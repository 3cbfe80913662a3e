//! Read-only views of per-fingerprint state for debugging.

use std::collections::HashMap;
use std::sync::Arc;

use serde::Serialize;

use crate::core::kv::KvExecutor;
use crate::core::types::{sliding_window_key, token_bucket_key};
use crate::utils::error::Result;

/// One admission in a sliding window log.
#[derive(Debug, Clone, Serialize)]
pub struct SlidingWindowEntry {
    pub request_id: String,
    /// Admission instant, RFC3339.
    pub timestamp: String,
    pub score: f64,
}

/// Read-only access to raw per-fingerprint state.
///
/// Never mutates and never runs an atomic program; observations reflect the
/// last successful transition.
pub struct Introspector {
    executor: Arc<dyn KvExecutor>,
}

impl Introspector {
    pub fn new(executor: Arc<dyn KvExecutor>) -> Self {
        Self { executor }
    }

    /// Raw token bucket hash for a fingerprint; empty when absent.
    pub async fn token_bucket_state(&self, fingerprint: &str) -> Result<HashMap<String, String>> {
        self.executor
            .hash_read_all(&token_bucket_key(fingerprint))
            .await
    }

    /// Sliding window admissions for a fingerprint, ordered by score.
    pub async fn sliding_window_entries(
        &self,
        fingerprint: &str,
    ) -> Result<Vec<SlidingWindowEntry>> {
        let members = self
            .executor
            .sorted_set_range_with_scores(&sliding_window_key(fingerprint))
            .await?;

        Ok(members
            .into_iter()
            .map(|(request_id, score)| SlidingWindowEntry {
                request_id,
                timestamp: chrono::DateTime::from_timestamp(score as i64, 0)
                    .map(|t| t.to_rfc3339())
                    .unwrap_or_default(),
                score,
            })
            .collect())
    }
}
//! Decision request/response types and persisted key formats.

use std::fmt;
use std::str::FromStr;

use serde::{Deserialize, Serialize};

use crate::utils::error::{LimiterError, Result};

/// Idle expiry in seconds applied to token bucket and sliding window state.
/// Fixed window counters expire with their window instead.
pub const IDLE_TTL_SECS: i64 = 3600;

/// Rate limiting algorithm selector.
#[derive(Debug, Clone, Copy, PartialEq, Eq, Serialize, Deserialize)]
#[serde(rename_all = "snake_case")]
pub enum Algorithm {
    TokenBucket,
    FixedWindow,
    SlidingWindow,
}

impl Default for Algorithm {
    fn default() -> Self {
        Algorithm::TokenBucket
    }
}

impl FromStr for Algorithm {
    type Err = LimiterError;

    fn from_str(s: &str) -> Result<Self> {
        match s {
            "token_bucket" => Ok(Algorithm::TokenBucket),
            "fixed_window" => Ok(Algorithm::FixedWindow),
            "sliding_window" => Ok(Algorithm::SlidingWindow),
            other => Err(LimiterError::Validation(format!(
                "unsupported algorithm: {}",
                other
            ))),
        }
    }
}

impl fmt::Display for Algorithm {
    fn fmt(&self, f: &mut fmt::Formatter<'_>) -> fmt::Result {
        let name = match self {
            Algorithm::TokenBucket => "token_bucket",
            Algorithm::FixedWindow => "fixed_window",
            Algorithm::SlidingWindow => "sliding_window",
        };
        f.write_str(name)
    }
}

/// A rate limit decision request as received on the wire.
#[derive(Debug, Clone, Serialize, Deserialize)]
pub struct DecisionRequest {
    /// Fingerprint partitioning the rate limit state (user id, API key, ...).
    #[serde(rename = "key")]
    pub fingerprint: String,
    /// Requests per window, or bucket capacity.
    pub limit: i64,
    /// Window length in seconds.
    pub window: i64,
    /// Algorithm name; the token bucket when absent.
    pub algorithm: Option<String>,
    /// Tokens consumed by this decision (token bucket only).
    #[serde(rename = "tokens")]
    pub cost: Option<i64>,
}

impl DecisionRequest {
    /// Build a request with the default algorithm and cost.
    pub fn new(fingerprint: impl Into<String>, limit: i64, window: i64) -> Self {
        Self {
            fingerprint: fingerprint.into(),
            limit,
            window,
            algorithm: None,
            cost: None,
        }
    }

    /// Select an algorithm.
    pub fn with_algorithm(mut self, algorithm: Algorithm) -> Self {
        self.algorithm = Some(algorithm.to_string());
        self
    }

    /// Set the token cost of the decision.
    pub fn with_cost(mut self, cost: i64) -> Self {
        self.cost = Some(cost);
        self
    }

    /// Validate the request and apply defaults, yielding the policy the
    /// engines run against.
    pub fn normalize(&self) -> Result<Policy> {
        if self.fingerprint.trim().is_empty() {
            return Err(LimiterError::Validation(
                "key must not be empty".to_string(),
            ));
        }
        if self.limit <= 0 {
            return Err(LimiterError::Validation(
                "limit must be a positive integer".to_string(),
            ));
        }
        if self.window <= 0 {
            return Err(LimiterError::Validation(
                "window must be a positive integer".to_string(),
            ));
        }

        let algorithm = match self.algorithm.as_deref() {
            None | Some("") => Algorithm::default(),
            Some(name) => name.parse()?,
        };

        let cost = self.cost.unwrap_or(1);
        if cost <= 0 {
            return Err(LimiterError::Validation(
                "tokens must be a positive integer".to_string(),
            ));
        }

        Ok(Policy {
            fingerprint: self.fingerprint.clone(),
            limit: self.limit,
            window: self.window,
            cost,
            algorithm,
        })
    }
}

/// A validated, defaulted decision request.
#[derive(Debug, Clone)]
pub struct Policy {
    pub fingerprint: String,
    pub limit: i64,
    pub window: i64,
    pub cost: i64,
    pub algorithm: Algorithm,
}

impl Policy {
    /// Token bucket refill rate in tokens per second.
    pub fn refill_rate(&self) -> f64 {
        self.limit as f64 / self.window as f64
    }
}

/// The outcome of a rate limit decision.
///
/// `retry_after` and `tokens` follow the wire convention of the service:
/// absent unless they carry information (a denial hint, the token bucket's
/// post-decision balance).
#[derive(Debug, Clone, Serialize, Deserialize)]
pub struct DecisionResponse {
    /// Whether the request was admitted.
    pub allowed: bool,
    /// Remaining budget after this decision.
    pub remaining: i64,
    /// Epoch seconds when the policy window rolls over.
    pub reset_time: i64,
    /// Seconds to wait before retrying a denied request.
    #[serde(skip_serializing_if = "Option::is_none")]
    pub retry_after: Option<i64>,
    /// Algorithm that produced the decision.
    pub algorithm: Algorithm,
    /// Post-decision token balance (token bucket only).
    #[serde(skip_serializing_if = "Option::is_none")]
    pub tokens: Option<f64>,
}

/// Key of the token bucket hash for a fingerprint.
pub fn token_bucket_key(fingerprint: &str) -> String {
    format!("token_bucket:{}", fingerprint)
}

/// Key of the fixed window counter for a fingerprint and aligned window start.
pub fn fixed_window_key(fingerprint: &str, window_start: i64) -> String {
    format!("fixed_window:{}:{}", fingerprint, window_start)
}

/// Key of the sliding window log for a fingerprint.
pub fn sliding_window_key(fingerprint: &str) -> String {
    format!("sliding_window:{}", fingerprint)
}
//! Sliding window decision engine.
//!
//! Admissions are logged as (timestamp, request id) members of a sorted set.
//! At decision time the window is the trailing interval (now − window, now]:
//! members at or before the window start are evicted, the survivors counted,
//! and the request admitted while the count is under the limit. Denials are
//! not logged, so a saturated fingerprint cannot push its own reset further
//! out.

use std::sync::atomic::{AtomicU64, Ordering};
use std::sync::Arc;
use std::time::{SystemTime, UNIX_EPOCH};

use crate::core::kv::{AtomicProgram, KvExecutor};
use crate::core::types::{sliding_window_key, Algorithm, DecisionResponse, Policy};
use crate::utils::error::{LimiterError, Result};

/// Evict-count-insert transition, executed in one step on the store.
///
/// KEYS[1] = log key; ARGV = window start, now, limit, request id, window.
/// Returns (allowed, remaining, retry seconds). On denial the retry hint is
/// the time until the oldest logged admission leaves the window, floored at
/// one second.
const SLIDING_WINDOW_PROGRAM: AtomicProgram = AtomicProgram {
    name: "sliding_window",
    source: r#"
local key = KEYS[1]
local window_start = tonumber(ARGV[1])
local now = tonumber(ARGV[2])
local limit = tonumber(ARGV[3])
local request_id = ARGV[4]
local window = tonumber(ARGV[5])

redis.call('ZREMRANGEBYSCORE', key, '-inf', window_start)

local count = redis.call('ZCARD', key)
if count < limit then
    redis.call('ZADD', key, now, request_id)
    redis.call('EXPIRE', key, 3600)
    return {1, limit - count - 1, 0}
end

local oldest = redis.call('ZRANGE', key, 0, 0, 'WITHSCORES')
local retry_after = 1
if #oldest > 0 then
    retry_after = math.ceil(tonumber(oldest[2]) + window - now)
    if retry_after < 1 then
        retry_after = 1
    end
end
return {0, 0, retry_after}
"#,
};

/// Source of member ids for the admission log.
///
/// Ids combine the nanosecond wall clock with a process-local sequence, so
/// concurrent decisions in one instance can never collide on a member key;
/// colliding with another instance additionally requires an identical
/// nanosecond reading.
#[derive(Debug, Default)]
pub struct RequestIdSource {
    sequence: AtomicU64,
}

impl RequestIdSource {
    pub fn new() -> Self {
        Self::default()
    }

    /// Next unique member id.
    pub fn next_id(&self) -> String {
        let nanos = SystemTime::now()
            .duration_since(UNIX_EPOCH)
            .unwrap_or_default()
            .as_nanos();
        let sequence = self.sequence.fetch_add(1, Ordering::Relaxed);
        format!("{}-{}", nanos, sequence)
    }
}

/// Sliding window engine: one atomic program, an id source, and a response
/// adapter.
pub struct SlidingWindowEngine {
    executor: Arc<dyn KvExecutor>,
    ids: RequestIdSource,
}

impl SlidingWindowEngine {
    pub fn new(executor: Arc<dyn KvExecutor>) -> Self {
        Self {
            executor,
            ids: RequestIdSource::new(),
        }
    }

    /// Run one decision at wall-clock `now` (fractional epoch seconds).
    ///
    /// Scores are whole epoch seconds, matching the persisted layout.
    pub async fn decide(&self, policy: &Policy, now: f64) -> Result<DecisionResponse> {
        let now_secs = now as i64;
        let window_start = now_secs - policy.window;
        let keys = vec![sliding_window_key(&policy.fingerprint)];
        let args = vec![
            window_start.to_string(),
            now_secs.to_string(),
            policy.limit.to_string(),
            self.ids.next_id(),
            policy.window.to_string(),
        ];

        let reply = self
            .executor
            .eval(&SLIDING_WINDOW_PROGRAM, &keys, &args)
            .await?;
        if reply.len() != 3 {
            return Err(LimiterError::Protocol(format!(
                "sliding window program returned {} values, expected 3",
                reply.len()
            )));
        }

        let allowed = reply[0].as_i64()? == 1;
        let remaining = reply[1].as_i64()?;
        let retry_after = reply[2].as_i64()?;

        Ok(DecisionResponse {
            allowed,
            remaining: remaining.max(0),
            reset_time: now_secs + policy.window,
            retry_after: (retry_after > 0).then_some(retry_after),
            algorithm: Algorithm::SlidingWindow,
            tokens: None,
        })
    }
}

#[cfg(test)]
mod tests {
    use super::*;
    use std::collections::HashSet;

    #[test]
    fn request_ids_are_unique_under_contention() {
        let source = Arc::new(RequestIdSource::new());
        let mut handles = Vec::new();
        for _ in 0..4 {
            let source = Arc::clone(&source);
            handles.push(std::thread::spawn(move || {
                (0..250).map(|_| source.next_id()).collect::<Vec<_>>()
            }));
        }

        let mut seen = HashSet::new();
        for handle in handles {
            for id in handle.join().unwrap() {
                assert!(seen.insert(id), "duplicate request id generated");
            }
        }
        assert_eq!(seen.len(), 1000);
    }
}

* * *

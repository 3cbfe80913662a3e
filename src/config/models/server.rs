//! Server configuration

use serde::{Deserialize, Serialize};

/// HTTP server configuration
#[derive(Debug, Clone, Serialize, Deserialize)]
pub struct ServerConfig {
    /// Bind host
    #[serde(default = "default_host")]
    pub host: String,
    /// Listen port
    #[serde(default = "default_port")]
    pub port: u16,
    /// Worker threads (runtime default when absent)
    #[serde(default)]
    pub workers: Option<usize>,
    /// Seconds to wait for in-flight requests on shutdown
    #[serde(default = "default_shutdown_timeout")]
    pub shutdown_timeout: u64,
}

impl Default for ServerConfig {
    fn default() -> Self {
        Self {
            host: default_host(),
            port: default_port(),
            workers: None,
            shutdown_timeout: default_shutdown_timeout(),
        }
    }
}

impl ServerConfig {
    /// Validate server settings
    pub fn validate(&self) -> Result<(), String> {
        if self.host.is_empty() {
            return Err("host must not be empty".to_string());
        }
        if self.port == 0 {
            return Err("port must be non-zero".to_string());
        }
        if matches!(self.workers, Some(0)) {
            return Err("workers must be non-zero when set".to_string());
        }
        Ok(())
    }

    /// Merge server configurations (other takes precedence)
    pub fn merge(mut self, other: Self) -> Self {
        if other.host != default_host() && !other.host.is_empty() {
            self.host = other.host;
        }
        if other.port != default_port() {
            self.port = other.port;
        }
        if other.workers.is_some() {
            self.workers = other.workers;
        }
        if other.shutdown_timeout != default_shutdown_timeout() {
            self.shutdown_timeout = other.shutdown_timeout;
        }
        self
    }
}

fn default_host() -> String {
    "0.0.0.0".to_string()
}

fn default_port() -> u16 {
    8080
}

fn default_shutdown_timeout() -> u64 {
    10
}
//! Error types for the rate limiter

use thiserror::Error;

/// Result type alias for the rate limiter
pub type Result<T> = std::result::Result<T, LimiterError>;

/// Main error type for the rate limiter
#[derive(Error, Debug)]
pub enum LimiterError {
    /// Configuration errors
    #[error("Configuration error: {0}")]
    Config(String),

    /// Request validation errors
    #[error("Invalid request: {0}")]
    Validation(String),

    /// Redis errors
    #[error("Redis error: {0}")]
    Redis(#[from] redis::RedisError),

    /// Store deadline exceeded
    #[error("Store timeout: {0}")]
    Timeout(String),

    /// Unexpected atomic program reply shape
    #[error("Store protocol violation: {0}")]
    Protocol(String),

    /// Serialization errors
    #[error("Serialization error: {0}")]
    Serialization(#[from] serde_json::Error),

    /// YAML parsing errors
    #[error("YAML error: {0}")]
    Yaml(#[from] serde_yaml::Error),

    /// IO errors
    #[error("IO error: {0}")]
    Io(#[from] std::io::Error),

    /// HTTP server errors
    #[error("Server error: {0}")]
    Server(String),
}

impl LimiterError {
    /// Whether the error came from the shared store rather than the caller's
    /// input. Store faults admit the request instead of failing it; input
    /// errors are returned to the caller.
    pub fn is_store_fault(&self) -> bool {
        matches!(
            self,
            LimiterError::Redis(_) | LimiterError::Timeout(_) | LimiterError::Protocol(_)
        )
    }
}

* * *

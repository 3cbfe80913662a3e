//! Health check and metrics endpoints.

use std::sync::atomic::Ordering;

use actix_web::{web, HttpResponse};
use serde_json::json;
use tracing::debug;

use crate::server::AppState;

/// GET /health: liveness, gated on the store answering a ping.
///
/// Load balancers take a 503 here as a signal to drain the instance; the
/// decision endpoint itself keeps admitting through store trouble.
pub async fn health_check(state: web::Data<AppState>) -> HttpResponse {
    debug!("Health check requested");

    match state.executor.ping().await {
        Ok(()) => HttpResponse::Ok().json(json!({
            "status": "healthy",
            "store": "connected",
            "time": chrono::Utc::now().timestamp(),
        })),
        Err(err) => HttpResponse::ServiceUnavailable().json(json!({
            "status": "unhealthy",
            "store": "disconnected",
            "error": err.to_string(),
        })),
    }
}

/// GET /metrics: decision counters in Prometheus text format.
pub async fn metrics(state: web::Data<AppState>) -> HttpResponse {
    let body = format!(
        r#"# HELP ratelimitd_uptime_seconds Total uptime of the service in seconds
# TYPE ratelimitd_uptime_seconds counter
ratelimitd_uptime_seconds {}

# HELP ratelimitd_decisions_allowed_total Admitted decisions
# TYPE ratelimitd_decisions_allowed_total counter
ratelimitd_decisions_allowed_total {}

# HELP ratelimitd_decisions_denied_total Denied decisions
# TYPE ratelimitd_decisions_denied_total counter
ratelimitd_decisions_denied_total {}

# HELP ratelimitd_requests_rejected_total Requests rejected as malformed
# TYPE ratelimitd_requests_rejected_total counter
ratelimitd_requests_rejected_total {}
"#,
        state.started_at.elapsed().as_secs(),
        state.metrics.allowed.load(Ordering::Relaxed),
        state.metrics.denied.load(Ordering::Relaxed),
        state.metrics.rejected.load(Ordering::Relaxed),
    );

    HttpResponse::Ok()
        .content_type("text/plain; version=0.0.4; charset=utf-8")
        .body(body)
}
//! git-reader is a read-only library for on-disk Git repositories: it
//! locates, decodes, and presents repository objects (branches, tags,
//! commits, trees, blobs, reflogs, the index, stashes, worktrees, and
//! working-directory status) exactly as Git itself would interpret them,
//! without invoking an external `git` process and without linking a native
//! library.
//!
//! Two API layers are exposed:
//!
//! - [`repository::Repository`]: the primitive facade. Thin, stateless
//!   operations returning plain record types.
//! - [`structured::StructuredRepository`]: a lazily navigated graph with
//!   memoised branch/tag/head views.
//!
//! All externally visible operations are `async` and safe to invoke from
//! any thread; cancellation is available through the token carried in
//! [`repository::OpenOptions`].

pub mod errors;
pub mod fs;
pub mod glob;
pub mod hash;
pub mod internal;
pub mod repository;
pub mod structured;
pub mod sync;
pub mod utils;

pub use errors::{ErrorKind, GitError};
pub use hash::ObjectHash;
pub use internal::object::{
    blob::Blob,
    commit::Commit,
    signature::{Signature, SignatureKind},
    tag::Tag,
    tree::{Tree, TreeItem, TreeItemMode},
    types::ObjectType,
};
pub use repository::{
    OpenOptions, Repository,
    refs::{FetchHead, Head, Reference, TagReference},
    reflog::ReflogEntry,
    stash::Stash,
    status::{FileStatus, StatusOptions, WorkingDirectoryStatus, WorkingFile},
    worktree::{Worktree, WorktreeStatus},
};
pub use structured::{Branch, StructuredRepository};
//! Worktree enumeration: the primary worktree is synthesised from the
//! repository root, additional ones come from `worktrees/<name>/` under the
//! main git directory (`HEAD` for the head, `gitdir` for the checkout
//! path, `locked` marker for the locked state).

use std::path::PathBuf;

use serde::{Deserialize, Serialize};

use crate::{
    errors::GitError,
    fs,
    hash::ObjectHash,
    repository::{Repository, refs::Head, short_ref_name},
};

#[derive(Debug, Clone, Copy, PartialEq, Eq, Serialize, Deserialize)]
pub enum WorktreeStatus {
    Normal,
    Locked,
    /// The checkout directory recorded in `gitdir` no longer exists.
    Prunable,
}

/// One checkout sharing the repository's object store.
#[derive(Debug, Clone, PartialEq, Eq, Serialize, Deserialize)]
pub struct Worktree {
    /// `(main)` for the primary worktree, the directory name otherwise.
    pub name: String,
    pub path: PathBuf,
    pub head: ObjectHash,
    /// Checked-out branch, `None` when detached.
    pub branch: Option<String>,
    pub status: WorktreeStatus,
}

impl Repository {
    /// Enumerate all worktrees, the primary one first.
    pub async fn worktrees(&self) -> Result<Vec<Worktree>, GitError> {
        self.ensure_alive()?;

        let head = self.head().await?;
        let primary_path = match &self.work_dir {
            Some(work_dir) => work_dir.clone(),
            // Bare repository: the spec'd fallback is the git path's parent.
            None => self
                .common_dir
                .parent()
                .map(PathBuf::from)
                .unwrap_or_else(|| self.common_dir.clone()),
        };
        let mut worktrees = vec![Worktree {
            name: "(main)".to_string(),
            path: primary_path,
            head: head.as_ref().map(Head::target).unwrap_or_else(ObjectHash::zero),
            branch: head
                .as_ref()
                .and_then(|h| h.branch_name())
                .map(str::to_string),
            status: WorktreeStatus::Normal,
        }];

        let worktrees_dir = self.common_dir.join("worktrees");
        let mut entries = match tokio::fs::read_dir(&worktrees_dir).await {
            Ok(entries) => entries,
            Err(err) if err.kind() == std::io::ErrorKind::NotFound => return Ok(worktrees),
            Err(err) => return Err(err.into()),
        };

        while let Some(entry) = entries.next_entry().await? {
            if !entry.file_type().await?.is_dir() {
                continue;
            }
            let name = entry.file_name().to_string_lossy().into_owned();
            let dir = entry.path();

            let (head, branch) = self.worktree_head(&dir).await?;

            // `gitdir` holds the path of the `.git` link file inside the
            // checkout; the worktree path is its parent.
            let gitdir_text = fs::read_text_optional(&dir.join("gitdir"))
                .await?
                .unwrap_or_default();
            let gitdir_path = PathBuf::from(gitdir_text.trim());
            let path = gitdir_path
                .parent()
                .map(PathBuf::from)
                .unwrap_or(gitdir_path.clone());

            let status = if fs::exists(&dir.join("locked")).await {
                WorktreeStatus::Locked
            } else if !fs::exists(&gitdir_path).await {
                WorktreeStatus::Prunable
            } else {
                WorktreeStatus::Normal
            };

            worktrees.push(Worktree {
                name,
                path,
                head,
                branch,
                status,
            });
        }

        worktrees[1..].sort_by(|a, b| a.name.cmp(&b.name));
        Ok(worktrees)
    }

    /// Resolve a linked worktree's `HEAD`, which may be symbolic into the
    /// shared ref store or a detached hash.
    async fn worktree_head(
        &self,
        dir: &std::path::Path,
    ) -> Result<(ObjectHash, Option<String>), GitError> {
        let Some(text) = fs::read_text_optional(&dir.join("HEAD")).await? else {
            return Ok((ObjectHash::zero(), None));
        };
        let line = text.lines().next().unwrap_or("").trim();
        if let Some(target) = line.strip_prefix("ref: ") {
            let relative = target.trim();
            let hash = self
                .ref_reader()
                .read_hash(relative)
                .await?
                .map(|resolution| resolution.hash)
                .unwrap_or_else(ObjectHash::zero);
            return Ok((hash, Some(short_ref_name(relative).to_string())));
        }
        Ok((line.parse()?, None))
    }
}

● WHAT YOU HAVE TO DO: Your task for the entries above: copy exactly the span starting with the line with "service in seconds" and going on through the line with "# HELP ratelimitd_decisions_denied_total", both lines included, and nothing else.

● SOLUTION BELOW:
        r#"# HELP ratelimitd_uptime_seconds Total uptime of the service in seconds
# TYPE ratelimitd_uptime_seconds counter
ratelimitd_uptime_seconds {}

# HELP ratelimitd_decisions_allowed_total Admitted decisions
# TYPE ratelimitd_decisions_allowed_total counter
ratelimitd_decisions_allowed_total {}

# HELP ratelimitd_decisions_denied_total Denied decisions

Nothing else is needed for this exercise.